As chief of Covington’s white-collar department, Breuer was known for his “rogues’ gallery” of corporations and individuals under investigation or indictment. His clients included Halliburton, the Federal Home Loan Mortgage Corporation (Freddie Mac), Exxon Mobil, and big pharmaceutical companies. He also represented Canadian mogul Eugene Melnyk, who was charged with accounting fraud by the SEC, and the lieutenant governor of American Samoa, who was indicted for bribery and bid-rigging. Breuer represented so many companies that had problems with the federal government that the Department of Justice promised to erect “Chinese walls” around him to keep him from traipsing into his former clients’ matters. Nevertheless, the napping Senate confirmed him by 88-0.
Breuer’s connection to Freddie Mac is especially troubling. One of the executives at the heart of the global meltdown was Franklin Raines, the CEO of Freddie’s older sister, the Federal National Mortgage Association (Fannie Mae). Freddie and Fannie bought and securitized mortgages from other banks at a breakneck pace that fueled the bubble and led to their federal bailouts and takeovers in September 2008. Politically wired—he was Bill Clinton’s director of the Office of Management and Budget—Raines aided and abetted the process by orchestrating massive accounting and compensation fraud at Fannie Mae. He paid a small civil settlement and has never been criminally charged. Will the DOJ indict him? That would be a problem for the Obama administration: Although Freddie was set up to compete with Fannie, the two often operated similarly, so an investigation of Fannie and Raines’s practices could spread to Freddie, which is not something Breuer or any other lawyer would want for a former client. The Justice Department refused requests from the Voice to interview Breuer and Holder. Asked whether Raines will be indicted, a senior DOJ spokesperson would neither confirm nor deny it.

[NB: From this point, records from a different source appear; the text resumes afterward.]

//! Assistant API key storage.
//!
//! The key lives in the platform keyring under a single entry. When the
//! keyring has nothing (or is unavailable), `OPENAI_API_KEY` is used instead.

use crate::core::keyring::KeyringAccessError;
use keyring::Entry;
use std::error::Error;
use std::fmt;
use tracing::{debug, warn};

pub mod ui;

const KEYRING_SERVICE: &str = "storyteller";
const KEYRING_ACCOUNT: &str = "assistant-api-key";
pub const ENV_API_KEY: &str = "OPENAI_API_KEY";

const QUICK_FIXES: &[&str] = &[
    "storyteller auth                # Store a key in the system keyring",
    "export OPENAI_API_KEY=sk-...    # Use an environment variable",
];

#[derive(Debug)]
pub struct MissingApiKey;

impl MissingApiKey {
    pub fn quick_fixes(&self) -> &'static [&'static str] {
        QUICK_FIXES
    }

    pub fn exit_code(&self) -> i32 {
        2
    }
}

impl fmt::Display for MissingApiKey {
    fn fmt(&self, f: &mut fmt::Formatter<'_>) -> fmt::Result {
        write!(
            f,
            "❌ No assistant API key found in the keyring and {ENV_API_KEY} is not set"
        )
    }
}

impl Error for MissingApiKey {}

/// Where a resolved key came from; shown by `storyteller auth --status`.
#[derive(Debug, Clone, Copy, PartialEq, Eq)]
pub enum KeySource {
    Keyring,
    Environment,
}

pub struct AuthManager {
    use_keyring: bool,
}

impl AuthManager {
    pub fn new() -> Self {
        Self::new_with_keyring(true)
    }

    /// Construct an AuthManager, optionally disabling keyring access (useful for tests)
    pub fn new_with_keyring(use_keyring: bool) -> Self {
        Self { use_keyring }
    }

    pub fn store_key(&self, key: &str) -> Result<(), KeyringAccessError> {
        if !self.use_keyring {
            return Ok(());
        }
        let entry = Entry::new(KEYRING_SERVICE, KEYRING_ACCOUNT)?;
        entry.set_password(key.trim())?;
        debug!("stored assistant API key in keyring");
        Ok(())
    }

    pub fn stored_key(&self) -> Result<Option<String>, KeyringAccessError> {
        if !self.use_keyring {
            return Ok(None);
        }
        let entry = Entry::new(KEYRING_SERVICE, KEYRING_ACCOUNT)?;
        match entry.get_password() {
            Ok(key) => Ok(Some(key)),
            Err(keyring::Error::NoEntry) => Ok(None),
            Err(err) => Err(err.into()),
        }
    }

    /// Returns true when a key was removed.
    pub fn remove_key(&self) -> Result<bool, KeyringAccessError> {
        if !self.use_keyring {
            return Ok(false);
        }
        let entry = Entry::new(KEYRING_SERVICE, KEYRING_ACCOUNT)?;
        match entry.delete_credential() {
            Ok(()) => Ok(true),
            Err(keyring::Error::NoEntry) => Ok(false),
            Err(err) => Err(err.into()),
        }
    }

    pub fn resolve_api_key(&self) -> Result<(String, KeySource), MissingApiKey> {
        self.resolve_api_key_with_env(|key| std::env::var(key).ok())
    }

    /// Keyring first, then the environment. A keyring outage is logged and
    /// treated like an empty keyring so the environment can still be used.
    pub fn resolve_api_key_with_env<F>(
        &self,
        lookup: F,
    ) -> Result<(String, KeySource), MissingApiKey>
    where
        F: Fn(&str) -> Option<String>,
    {
        match self.stored_key() {
            Ok(Some(key)) if !key.trim().is_empty() => return Ok((key, KeySource::Keyring)),
            Ok(_) => {}
            Err(err) if err.is_recoverable() => {
                warn!("keyring unavailable, falling back to environment: {err}");
            }
            Err(err) => {
                warn!("keyring lookup failed: {err}");
            }
        }

        lookup(ENV_API_KEY)
            .filter(|key| !key.trim().is_empty())
            .map(|key| (key, KeySource::Environment))
            .ok_or(MissingApiKey)
    }
}

impl Default for AuthManager {
    fn default() -> Self {
        Self::new()
    }
}

#[cfg(test)]
mod tests {
    use super::*;

    #[test]
    fn environment_key_is_used_without_keyring() {
        let auth = AuthManager::new_with_keyring(false);
        let (key, source) = auth
            .resolve_api_key_with_env(|name| {
                (name == ENV_API_KEY).then(|| "sk-test".to_string())
            })
            .expect("key from env");
        assert_eq!(key, "sk-test");
        assert_eq!(source, KeySource::Environment);
    }

    #[test]
    fn blank_environment_key_is_missing() {
        let auth = AuthManager::new_with_keyring(false);
        let err = auth
            .resolve_api_key_with_env(|_| Some("  ".to_string()))
            .expect_err("blank key");
        assert_eq!(err.exit_code(), 2);
        assert!(!err.quick_fixes().is_empty());
    }

    #[test]
    fn disabled_keyring_is_a_no_op() {
        let auth = AuthManager::new_with_keyring(false);
        auth.store_key("sk-ignored").expect("store");
        assert_eq!(auth.stored_key().expect("lookup"), None);
        assert!(!auth.remove_key().expect("remove"));
    }
}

Obama played the populism card during the campaign, making fodder of Countrywide, then the nation’s largest mortgage company and a dominant player in the subprime scandal: “These are the folks who are responsible for infecting the economy and helping to create a home foreclosure crisis—2 million people may end up losing their homes.” We are, in fact, north of 3 million, and the widely expected criminal prosecution of Angelo Mozilo, Countrywide’s chief during the heyday of predatory home loans, hasn’t materialized. Mozilo’s case was merely channeled to the SEC for civil sanctions.

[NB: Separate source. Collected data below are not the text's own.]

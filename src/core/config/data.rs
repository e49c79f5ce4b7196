use serde::{Deserialize, Serialize};
use std::path::{Path, PathBuf};

pub const DEFAULT_SERVER_HOST: &str = "http://localhost:3000";
pub const DEFAULT_ASSISTANT_BASE_URL: &str = "https://api.openai.com/v1";
pub const DEFAULT_MODEL: &str = "gpt-4o-mini";
pub const DEFAULT_POLL_INTERVAL_MS: u64 = 1000;

pub const ENV_SERVER_HOST: &str = "STORYTELLER_SERVER_HOST";
pub const ENV_ASSISTANT_BASE_URL: &str = "OPENAI_BASE_URL";

/// The signed-in account as reported by the external sign-in provider.
///
/// Sign-in itself happens elsewhere; this is the handful of fields needed to
/// create or look up the matching backend profile.
#[derive(Debug, Serialize, Deserialize, Clone, Default, PartialEq)]
pub struct Identity {
    pub auth_id: String,
    #[serde(default)]
    pub first_name: Option<String>,
    #[serde(default)]
    pub last_name: Option<String>,
    #[serde(default)]
    pub email: Option<String>,
    #[serde(default)]
    pub profile_img: Option<String>,
    /// Backend profile id once one has been created for this account.
    #[serde(default)]
    pub profile_id: Option<String>,
}

/// Assistant ids for each job the hosted assistant performs.
#[derive(Debug, Serialize, Deserialize, Clone, Default, PartialEq)]
pub struct AssistantIds {
    pub suggestions: Option<String>,
    pub setup: Option<String>,
    pub storyteller: Option<String>,
}

#[derive(Debug, Serialize, Deserialize, Default, Clone, PartialEq)]
pub struct Config {
    /// Base URL of the story backend
    pub server_host: Option<String>,
    /// Base URL of the assistant API (OpenAI-compatible)
    pub assistant_base_url: Option<String>,
    /// Model used for every assistant run
    pub model: Option<String>,
    /// Interval between run status checks when not streaming
    pub poll_interval_ms: Option<u64>,
    #[serde(default)]
    pub assistants: AssistantIds,
    pub identity: Option<Identity>,
}

/// Settings after defaults and environment overrides have been applied.
#[derive(Debug, Clone, PartialEq)]
pub struct ResolvedConfig {
    pub server_host: String,
    pub assistant_base_url: String,
    pub model: String,
    pub poll_interval_ms: u64,
    pub assistants: AssistantIds,
}

impl Config {
    pub fn resolve(&self) -> ResolvedConfig {
        self.resolve_with_env(|key| std::env::var(key).ok())
    }

    /// Environment values win over the file, which wins over built-in defaults.
    pub fn resolve_with_env<F>(&self, lookup: F) -> ResolvedConfig
    where
        F: Fn(&str) -> Option<String>,
    {
        let env = |key: &str| lookup(key).filter(|value| !value.trim().is_empty());

        ResolvedConfig {
            server_host: env(ENV_SERVER_HOST)
                .or_else(|| self.server_host.clone())
                .unwrap_or_else(|| DEFAULT_SERVER_HOST.to_string()),
            assistant_base_url: env(ENV_ASSISTANT_BASE_URL)
                .or_else(|| self.assistant_base_url.clone())
                .unwrap_or_else(|| DEFAULT_ASSISTANT_BASE_URL.to_string()),
            model: self
                .model
                .clone()
                .unwrap_or_else(|| DEFAULT_MODEL.to_string()),
            poll_interval_ms: self
                .poll_interval_ms
                .filter(|ms| *ms > 0)
                .unwrap_or(DEFAULT_POLL_INTERVAL_MS),
            assistants: self.assistants.clone(),
        }
    }

    pub fn profile_id(&self) -> Option<&str> {
        self.identity
            .as_ref()
            .and_then(|identity| identity.profile_id.as_deref())
    }
}

pub fn path_display<P: AsRef<Path>>(path: P) -> String {
    let path = path.as_ref();

    #[cfg(unix)]
    {
        if let Some(home) = std::env::var_os("HOME") {
            let home_path = PathBuf::from(home);
            if let Ok(relative) = path.strip_prefix(&home_path) {
                return format!("~/{}", relative.display());
            }
        }
    }

    path.display().to_string()
}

The SEC accused Mozilo and two top aides of selling $140 million in stock based on inside knowledge of the riskiness of credit that Countrywide extended while it told investors that the loans were secure. A Mozilo e-mail called one subprime loan “the most dangerous product in existence. . . . There can be nothing more toxic,” and another “poison.” It would seem as if a criminal securities fraud case could be made against Mozilo and his crew. The Justice Department wouldn’t confirm or deny pending indictments, but Mozilo is probably safe. Usually, when there’s going to be a prosecution, the SEC refers the case to the DOJ and doesn’t press it alone.
You would think that AIG’s Joseph Cassano would also be prosecuted for securities fraud. (See The Village Voice‘s “What Cooked the World’s Economy?,” January 28, 2009.) As boss of AIG Financial Products, Cassano made ungodly amounts of money by selling credit default swaps (CDS), which were side bets on collateralized debt obligations (CDO) swelled to the gills with subprime-mortgage toxins. In fact, the AIG arm sold so many credit default swaps that it lost track of the number, but they totaled more than the total value of AIG, which was one of the world’s biggest companies. The ensuing collateral calls to satisfy the deals choked AIG nearly to death, triggered the financial crisis of September 2008, and led to the biggest bailout of all: $182.5 billion to keep AIG afloat as an 80 percent government-owned company.

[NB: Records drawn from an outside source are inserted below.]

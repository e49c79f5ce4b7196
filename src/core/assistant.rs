//! Request/response calls against the hosted assistant (threads and runs).
//!
//! Streaming runs live in [`crate::core::assistant_stream`]; everything here
//! waits for a run to finish and then reads its answer.

use std::error::Error;
use std::fmt;
use std::time::Duration;

use reqwest::StatusCode;
use serde::de::DeserializeOwned;
use serde::Serialize;
use tracing::{debug, info};

use crate::api::assistant::{
    CreateThreadRequest, Message, MessageList, Run, RunRequest, RunStatus, Thread, ThreadMessage,
};
use crate::api::{Genre, StorySuggestions, TimePeriod};
use crate::core::api_error::format_api_error;
use crate::core::config::data::ResolvedConfig;
use crate::core::prompts;
use crate::utils::auth::add_assistant_headers;
use crate::utils::url::construct_api_url;

#[derive(Debug)]
pub enum AssistantError {
    /// No assistant id is configured for the requested job.
    NotConfigured { job: &'static str, key: &'static str },
    Request { url: String, source: reqwest::Error },
    Status {
        url: String,
        status: StatusCode,
        body: String,
    },
    Decode {
        url: String,
        source: serde_json::Error,
    },
    /// The run ended in a status other than `completed`.
    RunFailed {
        run_id: String,
        status: RunStatus,
        message: Option<String>,
    },
    /// The run completed without producing a text answer.
    NoAnswer { run_id: String },
    /// The answer was not valid JSON for the expected shape.
    InvalidAnswer { source: serde_json::Error },
}

impl fmt::Display for AssistantError {
    fn fmt(&self, f: &mut fmt::Formatter<'_>) -> fmt::Result {
        match self {
            AssistantError::NotConfigured { job, key } => write!(
                f,
                "No assistant configured for {job}. Run 'storyteller set {key} <assistant-id>'."
            ),
            AssistantError::Request { url, source } => {
                write!(f, "Request to {url} failed: {source}")
            }
            AssistantError::Status { url, status, body } => {
                write!(f, "{url} returned {status}\n{}", format_api_error(body))
            }
            AssistantError::Decode { url, source } => {
                write!(f, "Unexpected response from {url}: {source}")
            }
            AssistantError::RunFailed {
                run_id,
                status,
                message,
            } => match message {
                Some(message) => write!(f, "Run {run_id} ended as {status:?}: {message}"),
                None => write!(f, "Run {run_id} ended as {status:?}"),
            },
            AssistantError::NoAnswer { run_id } => {
                write!(f, "Run {run_id} completed without a text answer")
            }
            AssistantError::InvalidAnswer { source } => {
                write!(f, "Assistant answer was not the expected JSON: {source}")
            }
        }
    }
}

impl Error for AssistantError {
    fn source(&self) -> Option<&(dyn Error + 'static)> {
        match self {
            AssistantError::Request { source, .. } => Some(source),
            AssistantError::Decode { source, .. } => Some(source),
            AssistantError::InvalidAnswer { source } => Some(source),
            _ => None,
        }
    }
}

/// Connection details shared by the polling client and the stream service.
#[derive(Clone, Debug)]
pub struct AssistantSession {
    pub client: reqwest::Client,
    pub base_url: String,
    pub api_key: String,
    pub model: String,
}

#[derive(Clone)]
pub struct AssistantClient {
    session: AssistantSession,
    poll_interval: Duration,
}

impl AssistantClient {
    pub fn new(session: AssistantSession, poll_interval: Duration) -> Self {
        Self {
            session,
            poll_interval,
        }
    }

    pub fn from_config(client: reqwest::Client, api_key: String, config: &ResolvedConfig) -> Self {
        Self::new(
            AssistantSession {
                client,
                base_url: config.assistant_base_url.clone(),
                api_key,
                model: config.model.clone(),
            },
            Duration::from_millis(config.poll_interval_ms),
        )
    }

    pub fn session(&self) -> &AssistantSession {
        &self.session
    }

    async fn send<T: DeserializeOwned>(
        &self,
        url: String,
        request: reqwest::RequestBuilder,
    ) -> Result<T, AssistantError> {
        let response = add_assistant_headers(request, &self.session.api_key)
            .send()
            .await
            .map_err(|source| AssistantError::Request {
                url: url.clone(),
                source,
            })?;

        let status = response.status();
        let body = response
            .text()
            .await
            .map_err(|source| AssistantError::Request {
                url: url.clone(),
                source,
            })?;
        if !status.is_success() {
            return Err(AssistantError::Status { url, status, body });
        }
        serde_json::from_str(&body).map_err(|source| AssistantError::Decode { url, source })
    }

    async fn post<B: Serialize, T: DeserializeOwned>(
        &self,
        path: &str,
        body: &B,
    ) -> Result<T, AssistantError> {
        let url = construct_api_url(&self.session.base_url, path);
        let request = self.session.client.post(&url).json(body);
        self.send(url, request).await
    }

    async fn get<T: DeserializeOwned>(&self, path: &str) -> Result<T, AssistantError> {
        let url = construct_api_url(&self.session.base_url, path);
        let request = self.session.client.get(&url);
        self.send(url, request).await
    }

    pub async fn create_thread(&self, content: &str) -> Result<Thread, AssistantError> {
        let request = CreateThreadRequest {
            messages: vec![ThreadMessage::user(content)],
        };
        let thread: Thread = self.post("threads", &request).await?;
        debug!(thread_id = %thread.id, "created thread");
        Ok(thread)
    }

    pub async fn create_run(
        &self,
        thread_id: &str,
        assistant_id: &str,
    ) -> Result<Run, AssistantError> {
        let request = RunRequest {
            assistant_id: assistant_id.to_string(),
            model: Some(self.session.model.clone()),
            stream: false,
        };
        self.post(&format!("threads/{thread_id}/runs"), &request)
            .await
    }

    pub async fn get_run(&self, thread_id: &str, run_id: &str) -> Result<Run, AssistantError> {
        self.get(&format!("threads/{thread_id}/runs/{run_id}"))
            .await
    }

    /// Start a run and poll it until it reaches a terminal status.
    pub async fn create_and_poll_run(
        &self,
        thread_id: &str,
        assistant_id: &str,
    ) -> Result<Run, AssistantError> {
        let mut run = self.create_run(thread_id, assistant_id).await?;
        while !run.status.is_terminal() {
            tokio::time::sleep(self.poll_interval).await;
            run = self.get_run(thread_id, &run.id).await?;
            debug!(run_id = %run.id, status = ?run.status, "polled run");
        }
        Ok(run)
    }

    pub async fn list_run_messages(
        &self,
        thread_id: &str,
        run_id: &str,
    ) -> Result<MessageList, AssistantError> {
        self.get(&format!("threads/{thread_id}/messages?run_id={run_id}"))
            .await
    }

    /// Send one user message to an assistant and return its text answer.
    pub async fn ask(&self, assistant_id: &str, content: &str) -> Result<String, AssistantError> {
        let thread = self.create_thread(content).await?;
        let run = self.create_and_poll_run(&thread.id, assistant_id).await?;
        if run.status != RunStatus::Completed {
            return Err(AssistantError::RunFailed {
                message: run.last_error.and_then(|err| err.message),
                run_id: run.id,
                status: run.status,
            });
        }

        let messages = self.list_run_messages(&thread.id, &run.id).await?;
        answer_text(messages.data)
            .ok_or(AssistantError::NoAnswer { run_id: run.id })
    }

    pub async fn suggest_story_titles(
        &self,
        assistant_id: Option<&str>,
        user_prompt: &str,
    ) -> Result<StorySuggestions, AssistantError> {
        let assistant_id = assistant_id.ok_or(AssistantError::NotConfigured {
            job: "story suggestions",
            key: "suggestion-assistant",
        })?;
        info!("requesting story suggestions");
        let answer = self
            .ask(assistant_id, &prompts::story_suggestions(user_prompt))
            .await?;
        parse_answer(&answer)
    }

    /// Ask the setup assistant for the analysis, characters, plot, world and
    /// themes of a new story.
    pub async fn initialise_story_setup(
        &self,
        assistant_id: Option<&str>,
        title: &str,
        passage: &str,
        genre: Genre,
        time_period: TimePeriod,
    ) -> Result<serde_json::Value, AssistantError> {
        let assistant_id = assistant_id.ok_or(AssistantError::NotConfigured {
            job: "story setup",
            key: "setup-assistant",
        })?;
        info!(%title, "initialising story setup");
        let answer = self
            .ask(
                assistant_id,
                &prompts::story_setup(title, passage, genre, time_period),
            )
            .await?;
        parse_answer(&answer)
    }
}

/// The answer is the last listed message; it must start with a text block.
fn answer_text(mut messages: Vec<Message>) -> Option<String> {
    let message = messages.pop()?;
    message.first_text().map(str::to_owned)
}

fn parse_answer<T: DeserializeOwned>(answer: &str) -> Result<T, AssistantError> {
    serde_json::from_str(prompts::strip_code_fence(answer))
        .map_err(|source| AssistantError::InvalidAnswer { source })
}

A grand jury was reportedly convened to look at Cassano. Again, the DOJ won’t confirm nor deny the existence of a probe, but given the remarks of Cassano’s lawyer, F. Joseph Warin, in September, the grand jury probably exists. Warin said that his client was cooperating and that AIG had known about all of Cassano’s deeds. Will the Justice Department seek to indict AIG’s leadership, including its CEO, chief financial officer, and boardroom audit committee? No comment.
You have to go back to the Bush era for the only real prosecution related to the subprime crisis. Two Bear Stearns hedge fund managers, Ralph Cioffi and Matthew Tannin, are accused of securities fraud for not telling investors in 2007 about the shaky nature of their fund—based on subprime mortgages—before it collapsed. While the act was typical of the times, the two are far from the top rungs of Wall Street, and there seems to be little else going on in the justice process. Elite white-collar defense attorneys report no clamor for their counsel from major financial managers. Regulators talk of no demand for their services and for evidence from prosecutors. As they say in the trade, there’s no “buzz.”
So far, then, the common person has reaped little relief. Well, maybe clearer credit card statements, plain-vanilla mortgages with slightly less fine print, and probably some “green” infrastructure jobs. But these have been slow to come on stream, and, so far, there is no great morality-based thrust as there was in the New Deal with the WPA, CCC, AAA, and TVA, the labor-intensive alphabet soup of that era that was fed to the bottom first. About a billion dollars have been dedicated to putting and keeping “cops on the street.” Remember the poignant vignette during the State of the Union address in which Obama talked about saving 57 police jobs in Minneapolis? Well done and warranted, yes, but keeping the public safe from financial criminals is another story: The administration and Congress have failed to bulk up white-collar fraud enforcement with either new FBI agents or new forensic specialists.
Which annoys the hell out of proven financial-crime fighter Bill Black. Athletic and red-bearded, Black looks more like a lumberjack than a scholar, criminologist, and bureaucrat who, in 2005, authored The Best Way to Rob a Bank Is to Own One, the definitive history of the S&L debacle as well as an insider’s report. A legend among regulators, he faced down House Speaker Jim Wright and the “Keating Five” senators (including McCain), who fought tooth and nail to protect that corrupt industry, and also overcame stiff resistance from within the Reagan administration and from Keating himself. Wright, who later resigned in disgrace over ethics charges, called Black a “red-bearded son of a bitch.” Keating hired detectives to get dirt on Black. When that failed, the thrift magnate told his Washington lobbyists to “kill him dead,” which he probably meant figuratively, in the sense that Keating wanted Black’s power shut off. It wasn’t, and Keating, though he was as plugged into the Republicans as Franklin Raines is to the Democrats, ended up doing hard time.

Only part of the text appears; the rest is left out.